La previsión que podría hacer obligatorio el uso de cajeros automáticos para pagos superiores a 50 euros, presente en los borradores del Decreto de Crecimiento - Una herramienta útil en la lucha contra la evasión fiscal - Los problemas éticos de dicha trazabilidad - El quid de las comisiones bancarias.

Obligación de pagar con tarjeta de débito a partir de 50 euros: pros y contras

Hay una medida que, aunque de momento no es más que una indiscreción, una vocecita dentro de la obra en curso del Decreto de Crecimiento, ya está dando que hablar, y es la hipótesis que puede hacer el Gobierno el uso de la tarjeta de débito es obligatorio para todos los pagos superiores a 50 euros.

Una obligación que, se dice, no se extenderá también a los consumidores, sino que se limitará únicamente a los establecimientos por lo que todos tendrán la obligación de facilitar la posibilidad de pago mediante dinero electrónico.

Las razones obvias de esta medida radican en la siempre desigual lucha contra la evasión fiscal, como también ha explicado el ministro de Desarrollo Económico Corrado Passera, precisando no obstante que el aumento del uso del dinero electrónico “debe ser tolerable en cuanto a costes y gestionado con prudencia en cuanto a plazos”.

Desde un punto de vista fiscal, en efecto, es evidente el impacto positivo que tal trazabilidad de los pagos podría tener sobre la evasión fiscal, pero, en el complejo plan regulatorio de pros y contras, también hay que aclarar el reverso de la moneda, sobre que inscribía problemas de todo tipo.

En primer lugar la ética, ¿por qué? la mayor erosión de nuestra privacidad que tal medida supondría es evidente, y luego práctico, dadas las dificultades que tiene una parte de la población, especialmente la de mayor edad, con los pagos electrónicos.

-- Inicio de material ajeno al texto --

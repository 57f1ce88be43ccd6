use axum::{
    async_trait,
    extract::{FromRequest, FromRequestParts, Path, Query, Request},
    http::request::Parts,
    Form, Json,
};
use serde::de::DeserializeOwned;

use crate::error::ApiError;

/// Shape and range checks a payload runs before it reaches storage.
pub trait Validate {
    fn validate(&self) -> Result<(), String>;
}

/// JSON body that has been deserialized and passed [`Validate`].
pub struct ValidJson<T>(pub T);

#[async_trait]
impl<T, S> FromRequest<S> for ValidJson<T>
where
    T: DeserializeOwned + Validate,
    S: Send + Sync,
{
    type Rejection = ApiError;

    async fn from_request(req: Request, state: &S) -> Result<Self, Self::Rejection> {
        let Json(data) = Json::<T>::from_request(req, state)
            .await
            .map_err(|e| ApiError::Validation(e.body_text()))?;
        data.validate().map_err(ApiError::Validation)?;
        Ok(ValidJson(data))
    }
}

/// URL-encoded form body that has been deserialized and passed [`Validate`].
pub struct ValidForm<T>(pub T);

#[async_trait]
impl<T, S> FromRequest<S> for ValidForm<T>
where
    T: DeserializeOwned + Validate,
    S: Send + Sync,
{
    type Rejection = ApiError;

    async fn from_request(req: Request, state: &S) -> Result<Self, Self::Rejection> {
        let Form(data) = Form::<T>::from_request(req, state)
            .await
            .map_err(|e| ApiError::Validation(e.body_text()))?;
        data.validate().map_err(ApiError::Validation)?;
        Ok(ValidForm(data))
    }
}

/// Query string that has been deserialized and passed [`Validate`].
pub struct ValidQuery<T>(pub T);

#[async_trait]
impl<T, S> FromRequestParts<S> for ValidQuery<T>
where
    T: DeserializeOwned + Validate,
    S: Send + Sync,
{
    type Rejection = ApiError;

    async fn from_request_parts(parts: &mut Parts, state: &S) -> Result<Self, Self::Rejection> {
        let Query(data) = Query::<T>::from_request_parts(parts, state)
            .await
            .map_err(|e| ApiError::Validation(e.body_text()))?;
        data.validate().map_err(ApiError::Validation)?;
        Ok(ValidQuery(data))
    }
}

/// Integer `:id` path segment.
pub struct ProductId(pub i64);

#[async_trait]
impl<S> FromRequestParts<S> for ProductId
where
    S: Send + Sync,
{
    type Rejection = ApiError;

    async fn from_request_parts(parts: &mut Parts, state: &S) -> Result<Self, Self::Rejection> {
        let Path(raw) = Path::<String>::from_request_parts(parts, state)
            .await
            .map_err(|e| ApiError::Validation(e.body_text()))?;
        raw.parse::<i64>()
            .map(ProductId)
            .map_err(|_| ApiError::Validation(format!("Invalid product id: {raw}")))
    }
}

El principal quid de la cuestión, sin embargo, como siempre ocurre (y más en cuestión de carteras) sigue siendo el económico.

Están los costes de equipar las máquinas para recibir pagos, por ejemplo, pero sobre todo gastos de comisiones bancarias, contra lo que ya ha llegado el clamor de Confesercenti que, si bien dice estar de acuerdo con la implementación del uso del dinero electrónico, habla de “reducción de todos los componentes de costos a cargo de los consumidores y comerciantes, activando también el apalancamiento de las deducciones fiscales”.

La modernización de un país pasa también por la modernización de sus sistemas de pago, esto es claro, y es evidente que toda herramienta que pueda ser funcional en la lucha contra la evasión fiscal, un verdadero cáncer, sobre todo, de nuestra economía, debe ser intentado, pero aún quedan muchas, quizás demasiadas, piezas que poner en orden, en la pregunta, antes de dar forma a un cuadro completo.